From the entries below, reproduce exactly the line containing "assert_eq!(progress_percent(usize::MAX, usize::MAX), Some(100));", the line containing "pub trait EventSink: Send", and every line in between, with nothing added.
Start of EXTRACTED RECORDS
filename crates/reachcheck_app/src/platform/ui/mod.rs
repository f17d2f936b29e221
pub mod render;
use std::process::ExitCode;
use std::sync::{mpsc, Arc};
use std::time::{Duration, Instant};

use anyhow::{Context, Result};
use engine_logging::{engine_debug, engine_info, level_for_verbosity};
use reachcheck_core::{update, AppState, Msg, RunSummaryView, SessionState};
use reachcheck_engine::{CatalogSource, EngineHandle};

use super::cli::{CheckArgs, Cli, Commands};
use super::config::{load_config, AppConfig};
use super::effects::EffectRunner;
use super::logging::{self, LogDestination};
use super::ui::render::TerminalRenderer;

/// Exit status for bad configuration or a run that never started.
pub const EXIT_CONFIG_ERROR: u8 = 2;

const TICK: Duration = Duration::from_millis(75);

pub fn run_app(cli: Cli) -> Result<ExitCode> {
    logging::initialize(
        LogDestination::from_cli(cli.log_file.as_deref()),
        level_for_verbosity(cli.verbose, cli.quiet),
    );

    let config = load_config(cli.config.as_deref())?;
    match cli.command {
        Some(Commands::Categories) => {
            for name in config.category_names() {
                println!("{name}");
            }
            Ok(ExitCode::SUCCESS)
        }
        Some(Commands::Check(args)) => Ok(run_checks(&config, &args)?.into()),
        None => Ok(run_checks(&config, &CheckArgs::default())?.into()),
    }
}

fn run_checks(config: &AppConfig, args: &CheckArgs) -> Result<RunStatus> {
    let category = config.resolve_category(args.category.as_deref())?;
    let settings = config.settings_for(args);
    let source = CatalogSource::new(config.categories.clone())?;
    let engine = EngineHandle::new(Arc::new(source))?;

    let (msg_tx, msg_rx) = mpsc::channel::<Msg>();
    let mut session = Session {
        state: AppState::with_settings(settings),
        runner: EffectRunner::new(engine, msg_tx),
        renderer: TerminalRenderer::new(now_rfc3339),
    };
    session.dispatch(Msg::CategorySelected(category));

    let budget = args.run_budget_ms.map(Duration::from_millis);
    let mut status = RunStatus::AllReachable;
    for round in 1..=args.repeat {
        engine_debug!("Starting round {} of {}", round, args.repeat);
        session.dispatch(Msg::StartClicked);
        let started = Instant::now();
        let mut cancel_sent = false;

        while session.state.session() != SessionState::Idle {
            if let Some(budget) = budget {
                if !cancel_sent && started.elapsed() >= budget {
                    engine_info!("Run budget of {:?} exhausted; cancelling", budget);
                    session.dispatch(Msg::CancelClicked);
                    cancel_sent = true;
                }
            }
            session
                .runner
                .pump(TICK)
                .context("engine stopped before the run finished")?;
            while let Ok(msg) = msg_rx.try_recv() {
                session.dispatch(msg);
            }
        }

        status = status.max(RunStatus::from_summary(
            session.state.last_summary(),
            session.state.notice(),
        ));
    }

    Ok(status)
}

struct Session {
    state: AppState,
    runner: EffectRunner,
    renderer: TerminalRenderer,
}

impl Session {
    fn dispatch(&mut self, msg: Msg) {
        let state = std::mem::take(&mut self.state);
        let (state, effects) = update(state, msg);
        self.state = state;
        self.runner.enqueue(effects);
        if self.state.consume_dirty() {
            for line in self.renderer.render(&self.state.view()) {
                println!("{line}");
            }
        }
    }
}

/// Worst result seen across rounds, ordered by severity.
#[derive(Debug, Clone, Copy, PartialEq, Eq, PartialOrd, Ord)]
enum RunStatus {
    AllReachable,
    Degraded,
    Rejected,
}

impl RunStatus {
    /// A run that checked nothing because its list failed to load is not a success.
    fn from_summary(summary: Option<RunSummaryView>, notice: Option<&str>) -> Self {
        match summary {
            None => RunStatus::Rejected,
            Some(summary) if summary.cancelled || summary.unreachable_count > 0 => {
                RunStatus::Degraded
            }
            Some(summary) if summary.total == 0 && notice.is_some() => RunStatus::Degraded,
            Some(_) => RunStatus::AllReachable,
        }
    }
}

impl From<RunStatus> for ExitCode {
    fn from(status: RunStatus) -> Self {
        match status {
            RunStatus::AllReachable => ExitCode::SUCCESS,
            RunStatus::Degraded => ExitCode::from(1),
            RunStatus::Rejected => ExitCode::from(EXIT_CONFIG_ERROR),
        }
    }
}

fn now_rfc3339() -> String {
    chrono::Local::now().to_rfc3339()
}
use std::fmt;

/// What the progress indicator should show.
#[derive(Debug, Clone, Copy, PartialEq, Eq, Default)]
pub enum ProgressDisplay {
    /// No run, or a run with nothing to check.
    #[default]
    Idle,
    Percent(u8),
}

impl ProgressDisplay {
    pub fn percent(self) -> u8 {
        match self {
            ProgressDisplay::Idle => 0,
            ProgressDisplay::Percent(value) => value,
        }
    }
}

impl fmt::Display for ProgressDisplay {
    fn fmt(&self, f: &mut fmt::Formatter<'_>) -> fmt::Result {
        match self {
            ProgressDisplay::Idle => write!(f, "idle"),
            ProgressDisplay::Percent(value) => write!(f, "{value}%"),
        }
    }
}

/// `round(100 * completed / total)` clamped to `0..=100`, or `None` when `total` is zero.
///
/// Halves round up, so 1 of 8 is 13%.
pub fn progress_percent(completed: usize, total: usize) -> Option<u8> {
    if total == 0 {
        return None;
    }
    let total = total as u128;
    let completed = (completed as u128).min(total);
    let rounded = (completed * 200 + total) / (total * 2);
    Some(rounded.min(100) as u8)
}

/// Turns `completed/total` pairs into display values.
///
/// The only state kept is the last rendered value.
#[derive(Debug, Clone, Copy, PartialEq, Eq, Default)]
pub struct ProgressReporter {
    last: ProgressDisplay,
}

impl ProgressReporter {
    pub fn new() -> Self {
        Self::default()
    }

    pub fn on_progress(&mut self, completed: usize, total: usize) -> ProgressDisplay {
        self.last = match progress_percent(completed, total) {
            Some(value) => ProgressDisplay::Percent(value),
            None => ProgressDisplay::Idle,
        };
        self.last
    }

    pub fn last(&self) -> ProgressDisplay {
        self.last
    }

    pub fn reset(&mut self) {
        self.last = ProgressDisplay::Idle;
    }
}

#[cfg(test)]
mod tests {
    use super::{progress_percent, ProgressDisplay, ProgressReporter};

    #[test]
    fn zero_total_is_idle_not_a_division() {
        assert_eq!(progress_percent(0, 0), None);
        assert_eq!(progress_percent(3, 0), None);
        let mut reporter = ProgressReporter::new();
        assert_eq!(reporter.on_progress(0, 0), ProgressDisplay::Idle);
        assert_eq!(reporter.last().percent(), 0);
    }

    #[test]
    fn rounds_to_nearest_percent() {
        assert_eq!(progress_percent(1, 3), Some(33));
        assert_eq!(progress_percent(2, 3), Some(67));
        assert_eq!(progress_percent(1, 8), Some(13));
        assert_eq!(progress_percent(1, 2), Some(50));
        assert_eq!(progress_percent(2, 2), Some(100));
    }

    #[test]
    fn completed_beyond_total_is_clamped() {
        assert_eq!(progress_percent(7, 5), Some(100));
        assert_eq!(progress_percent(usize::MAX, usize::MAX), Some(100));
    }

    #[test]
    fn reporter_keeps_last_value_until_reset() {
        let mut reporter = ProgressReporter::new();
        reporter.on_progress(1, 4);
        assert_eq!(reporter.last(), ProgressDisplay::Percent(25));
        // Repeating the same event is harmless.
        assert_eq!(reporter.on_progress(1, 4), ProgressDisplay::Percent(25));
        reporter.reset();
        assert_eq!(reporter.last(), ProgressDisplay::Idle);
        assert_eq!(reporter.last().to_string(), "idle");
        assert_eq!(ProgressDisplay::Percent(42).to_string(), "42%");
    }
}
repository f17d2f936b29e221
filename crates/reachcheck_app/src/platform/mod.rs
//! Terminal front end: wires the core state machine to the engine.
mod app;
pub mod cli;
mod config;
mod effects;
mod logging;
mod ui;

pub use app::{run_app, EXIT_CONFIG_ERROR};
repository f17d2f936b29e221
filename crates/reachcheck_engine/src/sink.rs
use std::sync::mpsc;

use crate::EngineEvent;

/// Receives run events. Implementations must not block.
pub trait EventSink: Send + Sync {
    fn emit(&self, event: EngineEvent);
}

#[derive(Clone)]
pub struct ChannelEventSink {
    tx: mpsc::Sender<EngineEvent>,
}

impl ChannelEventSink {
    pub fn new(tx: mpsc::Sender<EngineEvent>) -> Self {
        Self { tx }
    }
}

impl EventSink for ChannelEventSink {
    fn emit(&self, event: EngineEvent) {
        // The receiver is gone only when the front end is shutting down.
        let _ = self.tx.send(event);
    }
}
End of EXTRACTED RECORDS
SOLUTION TO THE PROBLEM:
        assert_eq!(progress_percent(usize::MAX, usize::MAX), Some(100));
    }

    #[test]
    fn reporter_keeps_last_value_until_reset() {
        let mut reporter = ProgressReporter::new();
        reporter.on_progress(1, 4);
        assert_eq!(reporter.last(), ProgressDisplay::Percent(25));
        // Repeating the same event is harmless.
        assert_eq!(reporter.on_progress(1, 4), ProgressDisplay::Percent(25));
        reporter.reset();
        assert_eq!(reporter.last(), ProgressDisplay::Idle);
        assert_eq!(reporter.last().to_string(), "idle");
        assert_eq!(ProgressDisplay::Percent(42).to_string(), "42%");
    }
}
repository f17d2f936b29e221
filename crates/reachcheck_app/src/platform/mod.rs
//! Terminal front end: wires the core state machine to the engine.
mod app;
pub mod cli;
mod config;
mod effects;
mod logging;
mod ui;

pub use app::{run_app, EXIT_CONFIG_ERROR};
repository f17d2f936b29e221
filename crates/reachcheck_engine/src/sink.rs
use std::sync::mpsc;

use crate::EngineEvent;

/// Receives run events. Implementations must not block.
pub trait EventSink: Send + Sync {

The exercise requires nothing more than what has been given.